Kemudian, tekanan darah yang diduga disebabkan karena dipiting itu, dikuatkan dengan cekikan di bagian leher menggunakan tangan, namun cekikan ini dilakukan terdakwa untuk memastikan bahwa korban benar-benar meninggal.
Baca juga: Oknum TNI AL keluar kesatuan tanpa izin saat bunuh jurnalis di Kalsel
Lalu, dokter juga menemukan adanya tekanan kuku jari tangan di bagian leher korban, meski temuan membuktikan terdakwa mencekik korban, namun temuan tekanan kuku jari itu lebih mengarah pada jenis kuku korban.
Mia tidak menjelaskan secara rinci apakah temuan tekanan kuku itu adalah rekayasa terdakwa meletakkan kuku korban di leher korban, atau korban sedang berusaha melepaskan cekikan terdakwa. Mia hanya menyebutkan bahwa tekanan kuku itu lebih cocok dengan kuku korban.
“Kami pastikan bahwa luka yang dialami korban terjadi sebelum meninggal,” ungkapnya kepada majelis hakim.
Selain itu, dokter juga menemukan luka memar di bagian kepala namun tidak parah dan luka ini tidak berpengaruh besar hingga menyebabkan korban meninggal, jika melihat kondisi memar di kepala berdasarkan hasil autopsi. Tekanan bagian leher lebih dominan yang menyebabkan korban meninggal dunia.
“Atas temuan dalam autopsi inilah kami berkoordinasi dengan penyidik, kira-kira apakah ada pelaku yang dicurigai merupakan olahragawan. Dan penyidik melaksanakan kewenangan dengan bantuan hasil autopsi,” ujar Mia.

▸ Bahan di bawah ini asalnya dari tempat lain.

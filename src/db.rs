//! Database connection helpers.
//!
//! Wraps the Diesel connection pool for the SQLite file that holds the
//! persisted snapshots, and applies the embedded schema migrations.

use std::time::Duration;

use diesel::connection::SimpleConnection;
use diesel::r2d2::{ConnectionManager, CustomizeConnection, Pool, PoolError, PooledConnection};
use diesel::sqlite::SqliteConnection;
use diesel_migrations::{EmbeddedMigrations, MigrationHarness, embed_migrations};
use log::{error, info};

use crate::repository::errors::{RepositoryError, RepositoryResult};

pub type DbPool = Pool<ConnectionManager<SqliteConnection>>;
pub type DbConnection = PooledConnection<ConnectionManager<SqliteConnection>>;

pub const MIGRATIONS: EmbeddedMigrations = embed_migrations!("./migrations");

#[derive(Debug)]
/// Options that are applied each time a connection is acquired from the pool.
pub struct ConnectionOptions {
    /// Enable Write Ahead Logging mode for SQLite.
    pub enable_wal: bool,
    /// Timeout to wait for a locked database.
    pub busy_timeout: Option<Duration>,
}

impl CustomizeConnection<SqliteConnection, diesel::r2d2::Error> for ConnectionOptions {
    fn on_acquire(&self, conn: &mut SqliteConnection) -> Result<(), diesel::r2d2::Error> {
        (|| {
            if self.enable_wal {
                conn.batch_execute("PRAGMA journal_mode = WAL; PRAGMA synchronous = NORMAL;")?;
            }
            if let Some(d) = self.busy_timeout {
                conn.batch_execute(&format!("PRAGMA busy_timeout = {};", d.as_millis()))?;
            }
            Ok(())
        })()
        .map_err(diesel::r2d2::Error::QueryError)
    }
}

/// Create a Diesel connection pool for the given database URL.
pub fn establish_connection_pool(database_url: &str) -> Result<DbPool, PoolError> {
    let manager = ConnectionManager::<SqliteConnection>::new(database_url);
    Pool::builder()
        .connection_customizer(Box::new(ConnectionOptions {
            enable_wal: true,
            busy_timeout: Some(Duration::from_secs(30)),
        }))
        .build(manager)
}

/// Retrieve a connection from the pool
pub fn get_connection(pool: &DbPool) -> Result<DbConnection, PoolError> {
    match pool.get() {
        Ok(conn) => Ok(conn),
        Err(e) => {
            error!("Failed to get connection from pool: {e}");
            Err(e)
        }
    }
}

/// Apply any pending migrations to the database behind `pool`.
pub fn run_migrations(pool: &DbPool) -> RepositoryResult<()> {
    let mut conn = get_connection(pool)?;
    let applied = conn
        .run_pending_migrations(MIGRATIONS)
        .map_err(|e| RepositoryError::DatabaseError(format!("Migration failed: {e}")))?;
    if !applied.is_empty() {
        info!("Applied {} database migration(s)", applied.len());
    }
    Ok(())
}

Baca juga: Odmil: Prajurit TNI AL bantu terdakwa pembunuhan jurnalis Kalsel
Setelah memeriksa saksi ahli forensik, pengadilan kembali memeriksa dua saksi tambahan yang mengetahui terdakwa meninggalkan bukti kendaraan mobil usai menghabisi nyawa korban. Selanjutnya, majelis hakim mengagendakan sidang lanjutan pada Selasa (20/5) dalam agenda pemeriksaan terdakwa.
Diketahui, peristiwa pembunuhan jurnalis Juwita, terjadi di Jalan Trans Gunung Kupang, Kelurahan Cempaka, Kecamatan Cempaka, Kota Banjarbaru, dan jasadnya ditemukan warga tergeletak di tepi jalan bersama sepeda motor miliknya yang kemudian muncul dugaan menjadi korban kecelakaan tunggal.
Korban bernama Juwita (23) bekerja sebagai jurnalis media dalam jaringan (daring) lokal di Banjarbaru dan telah mengantongi uji kompetensi wartawan (UKW) dengan kualifikasi wartawan muda.
Warga yang menemukan pertama kali justru tidak melihat tanda-tanda korban mengalami kecelakaan lalu lintas. Di bagian leher korban terdapat sejumlah luka lebam, dan kerabat korban juga menyebut ponsel milik Juwita tidak ditemukan di lokasi.